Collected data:
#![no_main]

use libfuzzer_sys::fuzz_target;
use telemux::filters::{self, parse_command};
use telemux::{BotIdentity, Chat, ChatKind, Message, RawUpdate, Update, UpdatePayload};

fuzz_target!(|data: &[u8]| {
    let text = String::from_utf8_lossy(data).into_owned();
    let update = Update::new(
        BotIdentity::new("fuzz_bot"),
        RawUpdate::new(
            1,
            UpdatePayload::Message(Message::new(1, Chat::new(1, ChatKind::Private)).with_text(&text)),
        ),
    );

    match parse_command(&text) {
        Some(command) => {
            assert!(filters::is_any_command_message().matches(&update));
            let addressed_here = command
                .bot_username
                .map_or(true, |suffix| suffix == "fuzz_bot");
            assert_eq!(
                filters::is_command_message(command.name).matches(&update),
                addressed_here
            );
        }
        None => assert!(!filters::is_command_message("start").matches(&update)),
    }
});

### Goal of the exercise
Each line from the one with "let addressed_here = command" through the last line of the records above must be retyped exactly, and no other line may be given.

### Task output
            let addressed_here = command
                .bot_username
                .map_or(true, |suffix| suffix == "fuzz_bot");
            assert_eq!(
                filters::is_command_message(command.name).matches(&update),
                addressed_here
            );
        }
        None => assert!(!filters::is_command_message("start").matches(&update)),
    }
});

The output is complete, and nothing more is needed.